Recordar a Darwin

El País
22 de noviembre de 2008
José Manuel Sánchez Ron

Debía haber sido médico, pero no le agradaba esa profesión. Para evitar que «se volviera un señorito ocioso», su padre le propuso entonces que se hiciera clérigo, una idea que no le desagradó. Para prepararse, se matriculó en la Universidad de Cambridge, donde mostró que le gustaba más buscar escarabajos que estudiar. Gracias a aquella afición le surgió en 1831 la oportunidad de embarcarse como naturalista, sin retribución, en un barco, el famoso Beagle. Aquel viaje, que duró cinco años, le cambiaría la vida. Me estoy refiriendo a Charles Darwin (1809-1882).

La información que acumuló en aquel periplo se convirtió en semillas que exigieron de una lenta germinación y del abono de todo tipo de detalles, así como de un marco teórico que les diese sentido (lo encontró leyendo a Malthus). En cuanto a la idea de hacerse clérigo, «murió de muerte natural», según su autobiografía. De aquellos sus esfuerzos nació El origen de las especies (1859), una de las joyas del pensamiento humano. Victoriano prudente, además de esposo fiel de una mujer muy religiosa, Darwin no hizo mención explícita de que también se aplicaba a nuestra especie lo que se esforzaba en demostrar a lo largo de todo el libro: que las especies que han poblado la Tierra han ido cambiando a lo largo del tiempo, emparentadas unas con otras, como si la vida fuera un árbol con muchas, entretejidas, ramas. Llegaría el día, 1871, en que sí se atrevió: publicó El origen del hombre. No hizo falta tanto para que sus ideas fuesen combatidas, una situación que se mantiene. Ahora los creacionistas utilizan la idea de un «Diseño Inteligente» -alguien, un dios, debió diseñar la vida, tan maravillosamente compleja, en especial la humana-, y argumentan que, en defensa de la libertad de pensamiento, el creacionismo debe ser enseñado en las escuelas junto al evolucionismo (¿deberíamos hacer lo mismo con la democracia y la tiranía?). También dicen que la de Darwin «es sólo una teoría». Curiosa idea de lo que es una teoría científica.

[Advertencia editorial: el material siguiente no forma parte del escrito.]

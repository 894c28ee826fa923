/*!

This is the long-form manual for `seat_allocation` and `escrutinio`.

## Data model

A dataset is a list of constituencies (circunscripciones). Each one carries the
number of seats to fill, the census and the vote counts:

| field         | meaning                                              |
|---------------|------------------------------------------------------|
| `codcir`      | constituency identifier, unique in the dataset       |
| `nombre`      | optional name                                        |
| `diputados`   | seats to fill                                        |
| `censo`       | registered electors                                  |
| `validos`     | valid votes (party votes + blank votes), optional    |
| `blancos`     | blank votes                                          |
| `nulos`       | null votes                                           |
| `votos`       | total votes (valid + null), optional                 |
| `abstencion`  | census minus total votes, optional and recomputed    |
| `partidos`    | votes per party label                                |

Party labels are compared exactly, including case. There is no national
registry of parties: the same party may use different labels in different
constituencies, or be absent from some of them.

## Input formats

### `yaml`

One YAML document per constituency. This is also the format written by
`escrutinio --convert`.

```yaml
codcir: 4
nombre: Almería
diputados: 12
censo: 481235
blancos: 2171
nulos: 3520
partidos:
  PP: 88643
  PSOE-A: 79113
  VOX: 40239
---
codcir: 11
...
```

### `xlsx`

Spreadsheets as exported by the ministry for general elections, one row per
province. The first header rows hold the party names and their
abbreviations, followed by the row with the column names. When a `Diputados`
column is present, every party has two columns: votes and seats won.

### `csv`

Polling station (`mesas`) and municipality (`municipios`) results, separated by
`;`, encoded in ISO-8859-1. Rows are added up per `Codcir`. The seats and names
of the constituencies come from a separate YAML file (`--info`) with `codcir`,
`nombre` and `diputados` entries.

## Apportionment

Seats are awarded in each constituency with the D'Hondt method:

1. The base is the sum of the votes of all the parties plus the blank votes.
2. Parties below the threshold share of the base (3% by default) are left out,
   as are parties with no votes.
3. Every remaining party gets the quotients `votes / 1`, `votes / 2`, ...,
   `votes / seats`, and the largest `seats` quotients each win one seat.
4. Equal quotients go to the party with the most votes, then to the party
   whose label comes first in byte order.

Blank votes make it harder to reach the threshold but never win seats.

## Scenarios

Scenarios always start from the loaded data:

* `joins` merge lists of labels. In `["PP", "Cs"]`, the votes of `Cs` go to `PP`
  and `Cs` disappears. Labels that are absent from a constituency are skipped
  there.
* `blankVotes`, `nullVotes` and `abstention` (a fraction) give extra votes to the
  first label of the first join, in the constituencies where it is present.
* `spreadAbstention` gives a fraction of the abstention, in equal parts, to all
  the parties except the `exclude`d ones.
* `threshold` overrides the threshold for this scenario.

```json
{
  "outputSettings": { "contestName": "Parlamento de Andalucía 2018" },
  "dataSources": [ { "provider": "yaml", "filePath": "circunscripciones.yml" } ],
  "rules": { "threshold": "3%" },
  "scenarios": [
    { "name": "base", "detail": true },
    { "name": "right", "joins": [["VOX", "FE de las JONS"]] },
    { "name": "turnout", "joins": ["ADELANTE ANDALUCIA"], "blankVotes": true,
      "nullVotes": true, "abstention": 0.05 }
  ]
}
```

*/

Cierto, la teoría de la evolución darwiniana nos desprovee de cálidas promesas que ayudan a encarar un futuro en última instancia descorazonador, el de la muerte; pero defiende algo que hemos aprendido a valorar: la búsqueda de la verdad utilizando el razonamiento lógico y la prueba experimental. De todo esto hay toneladas en la obra de Darwin, cuya lectura se ve ahora facilitada con nuevas traducciones y reediciones, aprovechando que se van a celebrar los 200 años de su nacimiento y 150 de la publicación de El origen de las especies. Y no olvidemos que junto a la racionalidad iluminada por los hechos, también se puede encontrar en sus libros una profunda humanidad. Dos ejemplos: las líneas que dedicaba en el Diario de un naturalista (1839) a mostrar su repulsa al encontrarse en Brasil con la esclavitud («jamás olvidaré la sorpresa, disgusto y vergüenza…»), y las que cierran El origen del hombre, empapadas de compasión y de amor por la vida, por toda la vida: prefería, decía, descender del monito o del cinocéfalo, que se comportan con heroísmo para salvar a sus congéneres, que de «un salvaje que se complace en torturar a sus enemigos…, trata a sus mujeres como esclavas, desconoce la decencia y es juguete de las más groseras supersticiones».


Charles Darwin, Diario de un naturalista alrededor del mundo (Espasa, 2008); El origen de las especies (Espasa, 2008); La variación de los animales y las plantas bajo domesticación (Los Libros de la Catarata / CSIC / Academia Mexicana de Ciencias / Universidad Nacional Autónoma de México, 2008); Plantas carnívoras (Laetoli, 2008). José Manuel Sánchez Ron (Madrid, 1949) es académico de la Real Academia Española y catedrático de Historia de la Ciencia. Sus últimos libros son El poder de la ciencia (Crítica, 2008) y, junto a Antonio Mingote, ¡Viva la ciencia! (Crítica, 2008).